(Stored data entries)
════
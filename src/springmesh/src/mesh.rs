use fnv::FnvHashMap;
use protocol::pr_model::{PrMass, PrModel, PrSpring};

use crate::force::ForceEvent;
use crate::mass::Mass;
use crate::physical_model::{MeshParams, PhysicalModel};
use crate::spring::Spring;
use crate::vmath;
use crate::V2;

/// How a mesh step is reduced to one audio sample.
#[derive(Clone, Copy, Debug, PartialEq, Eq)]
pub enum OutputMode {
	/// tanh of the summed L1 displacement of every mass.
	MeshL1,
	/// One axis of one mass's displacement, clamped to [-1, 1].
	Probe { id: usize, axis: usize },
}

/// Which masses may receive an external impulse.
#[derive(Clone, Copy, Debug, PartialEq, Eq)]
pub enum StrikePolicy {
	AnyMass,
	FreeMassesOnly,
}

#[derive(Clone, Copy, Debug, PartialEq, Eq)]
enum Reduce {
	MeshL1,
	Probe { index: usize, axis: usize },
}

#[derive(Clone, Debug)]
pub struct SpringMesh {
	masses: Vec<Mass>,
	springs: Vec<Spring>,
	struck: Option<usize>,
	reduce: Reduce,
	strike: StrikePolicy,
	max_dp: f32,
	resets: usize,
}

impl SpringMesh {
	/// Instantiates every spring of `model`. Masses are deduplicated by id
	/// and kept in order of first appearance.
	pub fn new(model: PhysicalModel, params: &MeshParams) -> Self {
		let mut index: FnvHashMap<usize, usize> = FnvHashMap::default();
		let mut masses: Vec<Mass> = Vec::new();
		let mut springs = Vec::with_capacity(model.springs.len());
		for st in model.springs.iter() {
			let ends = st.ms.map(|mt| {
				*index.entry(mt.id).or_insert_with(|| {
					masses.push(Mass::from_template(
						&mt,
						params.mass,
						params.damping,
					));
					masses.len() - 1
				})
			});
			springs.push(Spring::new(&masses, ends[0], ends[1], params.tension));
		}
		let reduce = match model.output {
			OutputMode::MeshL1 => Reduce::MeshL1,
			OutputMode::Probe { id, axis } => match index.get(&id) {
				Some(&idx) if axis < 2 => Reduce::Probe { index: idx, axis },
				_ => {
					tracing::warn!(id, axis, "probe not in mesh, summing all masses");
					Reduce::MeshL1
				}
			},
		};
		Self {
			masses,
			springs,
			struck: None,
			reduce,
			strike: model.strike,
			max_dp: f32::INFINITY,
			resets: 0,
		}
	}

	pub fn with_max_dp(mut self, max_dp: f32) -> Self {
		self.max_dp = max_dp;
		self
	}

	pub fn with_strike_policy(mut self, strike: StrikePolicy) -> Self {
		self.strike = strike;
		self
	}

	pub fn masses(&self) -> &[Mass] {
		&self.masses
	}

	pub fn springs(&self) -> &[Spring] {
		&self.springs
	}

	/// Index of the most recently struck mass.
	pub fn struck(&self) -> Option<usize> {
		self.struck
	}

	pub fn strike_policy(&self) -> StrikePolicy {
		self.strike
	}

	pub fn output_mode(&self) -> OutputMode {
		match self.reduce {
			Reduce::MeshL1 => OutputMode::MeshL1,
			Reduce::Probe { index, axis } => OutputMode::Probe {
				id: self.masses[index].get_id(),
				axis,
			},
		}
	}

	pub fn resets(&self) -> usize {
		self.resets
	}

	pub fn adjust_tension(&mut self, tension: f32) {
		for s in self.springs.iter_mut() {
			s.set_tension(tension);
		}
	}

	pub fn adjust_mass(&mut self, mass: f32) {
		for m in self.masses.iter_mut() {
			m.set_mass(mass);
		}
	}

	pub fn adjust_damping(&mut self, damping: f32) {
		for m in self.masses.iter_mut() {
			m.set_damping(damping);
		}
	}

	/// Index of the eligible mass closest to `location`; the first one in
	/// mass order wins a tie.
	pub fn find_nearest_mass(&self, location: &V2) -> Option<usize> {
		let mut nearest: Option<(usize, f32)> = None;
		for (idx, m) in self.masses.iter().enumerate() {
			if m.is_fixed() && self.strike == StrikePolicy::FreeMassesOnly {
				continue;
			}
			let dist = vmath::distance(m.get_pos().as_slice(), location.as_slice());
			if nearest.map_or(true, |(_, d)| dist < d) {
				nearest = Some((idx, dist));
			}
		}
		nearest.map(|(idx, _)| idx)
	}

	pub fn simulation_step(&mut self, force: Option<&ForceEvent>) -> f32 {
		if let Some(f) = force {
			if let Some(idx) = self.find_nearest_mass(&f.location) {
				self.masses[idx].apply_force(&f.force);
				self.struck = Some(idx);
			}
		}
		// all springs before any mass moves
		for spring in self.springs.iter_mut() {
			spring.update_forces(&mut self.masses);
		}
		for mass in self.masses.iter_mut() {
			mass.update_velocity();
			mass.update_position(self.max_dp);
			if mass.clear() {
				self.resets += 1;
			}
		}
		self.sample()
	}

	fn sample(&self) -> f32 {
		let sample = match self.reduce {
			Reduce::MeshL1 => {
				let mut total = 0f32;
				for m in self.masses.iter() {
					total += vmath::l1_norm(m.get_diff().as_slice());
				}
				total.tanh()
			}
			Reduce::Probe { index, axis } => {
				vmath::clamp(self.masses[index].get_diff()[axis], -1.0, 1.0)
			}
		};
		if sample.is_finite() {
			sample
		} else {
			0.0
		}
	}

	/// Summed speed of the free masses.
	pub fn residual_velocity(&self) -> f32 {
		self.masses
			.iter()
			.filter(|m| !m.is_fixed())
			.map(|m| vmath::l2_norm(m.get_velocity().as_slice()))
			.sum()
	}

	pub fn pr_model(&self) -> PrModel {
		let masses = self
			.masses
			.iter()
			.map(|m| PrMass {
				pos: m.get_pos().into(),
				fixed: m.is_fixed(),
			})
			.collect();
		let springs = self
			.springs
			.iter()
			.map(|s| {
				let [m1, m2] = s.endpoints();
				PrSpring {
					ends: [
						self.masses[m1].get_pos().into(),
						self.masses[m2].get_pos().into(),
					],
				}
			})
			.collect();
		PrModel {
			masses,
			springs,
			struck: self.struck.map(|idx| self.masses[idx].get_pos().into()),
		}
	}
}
════
This calls for all of the entries above, repeated exactly.

## SOLUTION BELOW
filename src/springmesh/src/mesh.rs
use fnv::FnvHashMap;
use protocol::pr_model::{PrMass, PrModel, PrSpring};

use crate::force::ForceEvent;
use crate::mass::Mass;
use crate::physical_model::{MeshParams, PhysicalModel};
use crate::spring::Spring;
use crate::vmath;
use crate::V2;

/// How a mesh step is reduced to one audio sample.
#[derive(Clone, Copy, Debug, PartialEq, Eq)]
pub enum OutputMode {
	/// tanh of the summed L1 displacement of every mass.
	MeshL1,
	/// One axis of one mass's displacement, clamped to [-1, 1].
	Probe { id: usize, axis: usize },
}

/// Which masses may receive an external impulse.
#[derive(Clone, Copy, Debug, PartialEq, Eq)]
pub enum StrikePolicy {
	AnyMass,
	FreeMassesOnly,
}

#[derive(Clone, Copy, Debug, PartialEq, Eq)]
enum Reduce {
	MeshL1,
	Probe { index: usize, axis: usize },
}

#[derive(Clone, Debug)]
pub struct SpringMesh {
	masses: Vec<Mass>,
	springs: Vec<Spring>,
	struck: Option<usize>,
	reduce: Reduce,
	strike: StrikePolicy,
	max_dp: f32,
	resets: usize,
}

impl SpringMesh {
	/// Instantiates every spring of `model`. Masses are deduplicated by id
	/// and kept in order of first appearance.
	pub fn new(model: PhysicalModel, params: &MeshParams) -> Self {
		let mut index: FnvHashMap<usize, usize> = FnvHashMap::default();
		let mut masses: Vec<Mass> = Vec::new();
		let mut springs = Vec::with_capacity(model.springs.len());
		for st in model.springs.iter() {
			let ends = st.ms.map(|mt| {
				*index.entry(mt.id).or_insert_with(|| {
					masses.push(Mass::from_template(
						&mt,
						params.mass,
						params.damping,
					));
					masses.len() - 1
				})
			});
			springs.push(Spring::new(&masses, ends[0], ends[1], params.tension));
		}
		let reduce = match model.output {
			OutputMode::MeshL1 => Reduce::MeshL1,
			OutputMode::Probe { id, axis } => match index.get(&id) {
				Some(&idx) if axis < 2 => Reduce::Probe { index: idx, axis },
				_ => {
					tracing::warn!(id, axis, "probe not in mesh, summing all masses");
					Reduce::MeshL1
				}
			},
		};
		Self {
			masses,
			springs,
			struck: None,
			reduce,
			strike: model.strike,
			max_dp: f32::INFINITY,
			resets: 0,
		}
	}

	pub fn with_max_dp(mut self, max_dp: f32) -> Self {
		self.max_dp = max_dp;
		self
	}

	pub fn with_strike_policy(mut self, strike: StrikePolicy) -> Self {
		self.strike = strike;
		self
	}

	pub fn masses(&self) -> &[Mass] {
		&self.masses
	}

	pub fn springs(&self) -> &[Spring] {
		&self.springs
	}

	/// Index of the most recently struck mass.
	pub fn struck(&self) -> Option<usize> {
		self.struck
	}

	pub fn strike_policy(&self) -> StrikePolicy {
		self.strike
	}

	pub fn output_mode(&self) -> OutputMode {
		match self.reduce {
			Reduce::MeshL1 => OutputMode::MeshL1,
			Reduce::Probe { index, axis } => OutputMode::Probe {
				id: self.masses[index].get_id(),
				axis,
			},
		}
	}

	pub fn resets(&self) -> usize {
		self.resets
	}

	pub fn adjust_tension(&mut self, tension: f32) {
		for s in self.springs.iter_mut() {
			s.set_tension(tension);
		}
	}

	pub fn adjust_mass(&mut self, mass: f32) {
		for m in self.masses.iter_mut() {
			m.set_mass(mass);
		}
	}

	pub fn adjust_damping(&mut self, damping: f32) {
		for m in self.masses.iter_mut() {
			m.set_damping(damping);
		}
	}

	/// Index of the eligible mass closest to `location`; the first one in
	/// mass order wins a tie.
	pub fn find_nearest_mass(&self, location: &V2) -> Option<usize> {
		let mut nearest: Option<(usize, f32)> = None;
		for (idx, m) in self.masses.iter().enumerate() {
			if m.is_fixed() && self.strike == StrikePolicy::FreeMassesOnly {
				continue;
			}
			let dist = vmath::distance(m.get_pos().as_slice(), location.as_slice());
			if nearest.map_or(true, |(_, d)| dist < d) {
				nearest = Some((idx, dist));
			}
		}
		nearest.map(|(idx, _)| idx)
	}

	pub fn simulation_step(&mut self, force: Option<&ForceEvent>) -> f32 {
		if let Some(f) = force {
			if let Some(idx) = self.find_nearest_mass(&f.location) {
				self.masses[idx].apply_force(&f.force);
				self.struck = Some(idx);
			}
		}
		// all springs before any mass moves
		for spring in self.springs.iter_mut() {
			spring.update_forces(&mut self.masses);
		}
		for mass in self.masses.iter_mut() {
			mass.update_velocity();
			mass.update_position(self.max_dp);
			if mass.clear() {
				self.resets += 1;
			}
		}
		self.sample()
	}

	fn sample(&self) -> f32 {
		let sample = match self.reduce {
			Reduce::MeshL1 => {
				let mut total = 0f32;
				for m in self.masses.iter() {
					total += vmath::l1_norm(m.get_diff().as_slice());
				}
				total.tanh()
			}
			Reduce::Probe { index, axis } => {
				vmath::clamp(self.masses[index].get_diff()[axis], -1.0, 1.0)
			}
		};
		if sample.is_finite() {
			sample
		} else {
			0.0
		}
	}

	/// Summed speed of the free masses.
	pub fn residual_velocity(&self) -> f32 {
		self.masses
			.iter()
			.filter(|m| !m.is_fixed())
			.map(|m| vmath::l2_norm(m.get_velocity().as_slice()))
			.sum()
	}

	pub fn pr_model(&self) -> PrModel {
		let masses = self
			.masses
			.iter()
			.map(|m| PrMass {
				pos: m.get_pos().into(),
				fixed: m.is_fixed(),
			})
			.collect();
		let springs = self
			.springs
			.iter()
			.map(|s| {
				let [m1, m2] = s.endpoints();
				PrSpring {
					ends: [
						self.masses[m1].get_pos().into(),
						self.masses[m2].get_pos().into(),
					],
				}
			})
			.collect();
		PrModel {
			masses,
			springs,
			struck: self.struck.map(|idx| self.masses[idx].get_pos().into()),
		}
	}
}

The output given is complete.